The standards were laid out in a letter to directors sent yesterday by Department of Health, Association of Directors of Adult Social Services and Local Government Association leaders.
They set out expectations for councils in delivering on the Putting People First programme to personalise care at various stages from December 2009-April 2011, when the three-year agenda – backed by £520m in DH funding – comes to an end.
CQC to consider assessing councils on milestones
Though the milestones are not formal targets, the Care Quality Commission is to consider using them in their assessment of local authorities in 2010-11 and 2011-12.
The milestones cover five themes:-
- Developing effective partnerships with service users:- By December 2011, every council area should have at least one user-led organisation directly contributing to the development of personal budgets.
- Self-directed support and personal budgets:- By October 2010, all new eligible services users and carers and those subject to care reviews should be offered a personal budget, and by April 2011, at least 30% of users and carers should be receiving a personal budget.
- Prevention and cost-effective services:- By April 2011, there should be evidence that preventive services have delivered efficiency savings and that councils have achieved cash-releasing efficiencies of 3% a year in adult social care.
- Information and advice:- By April 2011, the public should be informed about where to go to get the best information and advice about their care needs.
- Local commissioning:- By April 2011, all local stakeholders should be clear about the impact of direct purchasing of care by individuals on the commissioning of care by councils, in such a way to guarantee the supply of sufficient services to meet local needs.
Survey found variable progress
The milestones have been produced in the wake of a survey of progress on personalisation carried out in March by the LGA and Adass, who have been charged by government with helping councils implement the programme.
This found good progress overall, with an average of 8% of users and carers receiving personal budgets, but wide disparities between areas.

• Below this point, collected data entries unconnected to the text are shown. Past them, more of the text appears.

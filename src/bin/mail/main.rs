#![warn(
    missing_debug_implementations,
    rust_2018_idioms,
    missing_docs,
    rustdoc::broken_intra_doc_links,
    rustdoc::missing_crate_level_docs
)]

//! Sends one message from the command line

use std::{
    io::{self, Write},
    sync::Arc,
};

use anyhow::Result;
use clap::Parser;
use mail_dispatch::{
    domain::communication::dispatcher::MailDispatcher,
    infrastructure::{
        config::{DefaultsConfig, MessageArgs},
        email::{mailer::LettreMailer, render::render},
        system::SystemHost,
    },
};
use tracing::info;

/// Command-line arguments / environment variables
#[derive(Debug, Parser)]
#[clap(version, about)]
pub struct Args {
    /// Options applied to every message
    #[clap(flatten)]
    pub defaults: DefaultsConfig,

    /// The message to send
    #[clap(flatten)]
    pub message: MessageArgs,

    /// Print the rendered message instead of delivering it
    #[clap(long)]
    pub dry_run: bool,
}

#[mutants::skip]
#[tokio::main]
async fn main() -> Result<()> {
    if let Err(e) = dotenvy::dotenv() {
        if !e.not_found() {
            eprintln!("Failed to load environment: {}", e);

            return Err(e.into());
        }
    }

    tracing_subscriber::fmt::init();

    let args = Args::parse();

    let dispatcher = MailDispatcher::new(
        args.defaults.load()?,
        Arc::new(LettreMailer::new()),
        Arc::new(SystemHost),
    );

    let request = args.message.into_request()?;

    if args.dry_run {
        let message = dispatcher.prepare(request)?;

        info!(via = %message.transport().via, "dry run, not delivering");

        io::stdout().write_all(&render(&message)?.formatted())?;

        return Ok(());
    }

    dispatcher.send(request).await?;

    Ok(())
}
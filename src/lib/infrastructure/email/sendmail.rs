//! Sendmail transport

use lettre::{AsyncSendmailTransport, Tokio1Executor};

use crate::domain::communication::transport::{ViaOptions, DEFAULT_SENDMAIL_PATH};

/// Builds a sendmail transport running the binary at `options.location`.
pub fn transport(options: &ViaOptions) -> AsyncSendmailTransport<Tokio1Executor> {
    match &options.location {
        Some(location) => AsyncSendmailTransport::new_with_command(location.as_os_str()),
        None => AsyncSendmailTransport::new_with_command(DEFAULT_SENDMAIL_PATH),
    }
}
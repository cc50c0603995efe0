//! Structured messages and how a request becomes one

use std::collections::BTreeMap;

use chrono::Local;
use tracing::debug;

use crate::domain::communication::{request::MessageRequest, transport::TransportBinding};

mod attachments;
pub mod content_type;

pub use attachments::{content_id, AttachmentPart, TransferEncoding};

/// `From` used when neither the request nor the defaults name a sender
pub const PLACEHOLDER_FROM: &str = "dispatch@unknown";

const PLAIN_TEXT: &str = "text/plain; charset=UTF-8";
const HTML: &str = "text/html; charset=UTF-8";

/// One body part of a multipart message
#[derive(Debug, Clone, PartialEq, Eq)]
pub struct BodyPart {
    /// The part's content type
    pub content_type: String,

    /// The part's text
    pub body: String,

    /// Extra part headers, in order
    pub headers: Vec<(String, String)>,
}

impl BodyPart {
    fn new(content_type: &str, body: &str) -> Self {
        Self {
            content_type: content_type.to_string(),
            body: body.to_string(),
            headers: Vec::new(),
        }
    }

    fn with_headers(mut self, headers: Option<&BTreeMap<String, String>>) -> Self {
        for (name, value) in headers.into_iter().flatten() {
            if name.eq_ignore_ascii_case("content-type") {
                self.content_type = value.clone();
            } else {
                set_header(&mut self.headers, name, value);
            }
        }

        self
    }
}

/// The body of a message
#[derive(Debug, Clone, PartialEq, Eq)]
pub enum MessageBody {
    /// No body at all
    Empty,

    /// A single plain body, no multipart wrapping
    Single(String),

    /// Separate parts
    Multipart {
        /// The plain text part
        text: Option<BodyPart>,

        /// The HTML part
        html: Option<BodyPart>,

        /// Attached files
        attachments: Vec<AttachmentPart>,
    },
}

impl MessageBody {
    /// Whether the body is split into parts.
    pub fn is_multipart(&self) -> bool {
        matches!(self, MessageBody::Multipart { .. })
    }
}

/// A message ready to be handed to a transport
#[derive(Debug, Clone, PartialEq, Eq)]
pub struct StructuredMessage {
    headers: Vec<(String, String)>,
    body: MessageBody,
    content_type: Option<String>,
    transport: TransportBinding,
}

impl StructuredMessage {
    /// Top-level headers, in order
    pub fn headers(&self) -> &[(String, String)] {
        &self.headers
    }

    /// Looks up a top-level header, ignoring case.
    pub fn header(&self, name: &str) -> Option<&str> {
        self.headers
            .iter()
            .find(|(key, _)| key.eq_ignore_ascii_case(name))
            .map(|(_, value)| value.as_str())
    }

    /// The body
    pub fn body(&self) -> &MessageBody {
        &self.body
    }

    /// The resolved content type, charset included; `None` leaves the library default
    pub fn content_type(&self) -> Option<&str> {
        self.content_type.as_deref()
    }

    /// The transport this message is bound to
    pub fn transport(&self) -> &TransportBinding {
        &self.transport
    }

    /// The plain text part of a multipart message
    pub fn text_part(&self) -> Option<&BodyPart> {
        match &self.body {
            MessageBody::Multipart { text, .. } => text.as_ref(),
            _ => None,
        }
    }

    /// The HTML part of a multipart message
    pub fn html_part(&self) -> Option<&BodyPart> {
        match &self.body {
            MessageBody::Multipart { html, .. } => html.as_ref(),
            _ => None,
        }
    }

    /// Attached files
    pub fn attachments(&self) -> &[AttachmentPart] {
        match &self.body {
            MessageBody::Multipart { attachments, .. } => attachments,
            _ => &[],
        }
    }
}

/// Builds the message for a merged request.
///
/// `request` must already carry its defaults; the transport must already be resolved.
pub fn compose(
    request: &MessageRequest,
    transport: TransportBinding,
    hostname: &str,
) -> StructuredMessage {
    let mut headers = Vec::new();

    let date = request
        .date
        .map(|date| date.to_rfc2822())
        .unwrap_or_else(|| Local::now().to_rfc2822());

    set_header(&mut headers, "Date", &date);
    set_header(
        &mut headers,
        "From",
        request.from.as_deref().unwrap_or(PLACEHOLDER_FROM),
    );

    let lists = [
        ("To", &request.to),
        ("Cc", &request.cc),
        ("Bcc", &request.bcc),
    ];

    for (name, addresses) in lists {
        if let Some(addresses) = addresses {
            set_header(&mut headers, name, &addresses.join(", "));
        }
    }

    if let Some(sender) = &request.sender {
        set_header(&mut headers, "Sender", sender);
    }

    if let Some(reply_to) = &request.reply_to {
        set_header(&mut headers, "Reply-To", &reply_to.join(", "));
    }

    if let Some(subject) = &request.subject {
        set_header(&mut headers, "Subject", subject);
    }

    if let Some(message_id) = &request.message_id {
        set_header(&mut headers, "Message-ID", message_id);
    }

    let mut header_content_type = None;

    for (name, value) in request.headers.iter().flatten() {
        if name.eq_ignore_ascii_case("content-type") {
            header_content_type = Some(value.clone());
        } else {
            set_header(&mut headers, name, value);
        }
    }

    let mut body = compose_body(request, hostname);

    // A Content-Type header only stands in for `content_type` on single-part bodies.
    let explicit_content_type = match (&request.content_type, &body) {
        (Some(content_type), _) => Some(content_type.clone()),
        (None, MessageBody::Multipart { .. }) => {
            if let Some(ignored) = header_content_type {
                debug!("`Content-Type: {}` header ignored for a multipart body", ignored);
            }

            None
        }
        (None, _) => header_content_type,
    };

    let content_type = content_type::resolve(explicit_content_type.as_deref(), &body);
    let content_type = content_type::apply_charset(content_type, request.charset.as_deref());

    if let (MessageBody::Multipart { text: Some(text), .. }, Some(charset)) =
        (&mut body, request.text_part_charset.as_deref())
    {
        text.content_type = content_type::with_charset(&text.content_type, charset);
    }

    StructuredMessage {
        headers,
        body,
        content_type,
        transport,
    }
}

fn compose_body(request: &MessageRequest, hostname: &str) -> MessageBody {
    let attachments: Vec<AttachmentPart> = request
        .attachments
        .iter()
        .flatten()
        .map(|(name, content)| AttachmentPart::new(name, content, hostname, false))
        .chain(
            request
                .inline_attachments
                .iter()
                .flatten()
                .map(|(name, content)| AttachmentPart::new(name, content, hostname, true)),
        )
        .collect();

    let html = request.html_body.as_deref().map(|html| {
        BodyPart::new(HTML, html).with_headers(request.html_body_part_header.as_ref())
    });

    match (&request.body, html, attachments.is_empty()) {
        (Some(body), None, true) => MessageBody::Single(body.clone()),
        (None, None, true) => MessageBody::Empty,
        (body, html, _) => MessageBody::Multipart {
            text: body.as_deref().map(|body| {
                BodyPart::new(PLAIN_TEXT, body).with_headers(request.body_part_header.as_ref())
            }),
            html,
            attachments,
        },
    }
}

fn set_header(headers: &mut Vec<(String, String)>, name: &str, value: &str) {
    match headers
        .iter_mut()
        .find(|(key, _)| key.eq_ignore_ascii_case(name))
    {
        Some(existing) => existing.1 = value.to_string(),
        None => headers.push((name.to_string(), value.to_string())),
    }
}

In their letter to directors, DH director general of social care David Behan, Adass president Jenny Owen and LGA adult care lead Andrew Cozens said that the results showed “a discrepancy between those councils who were making substantial progress and others who were just starting on the change processes”.
They also said the survey “highlighted the absence of any published markers to enable authorities to judge their pace of change, particularly in the wider national and regional context”.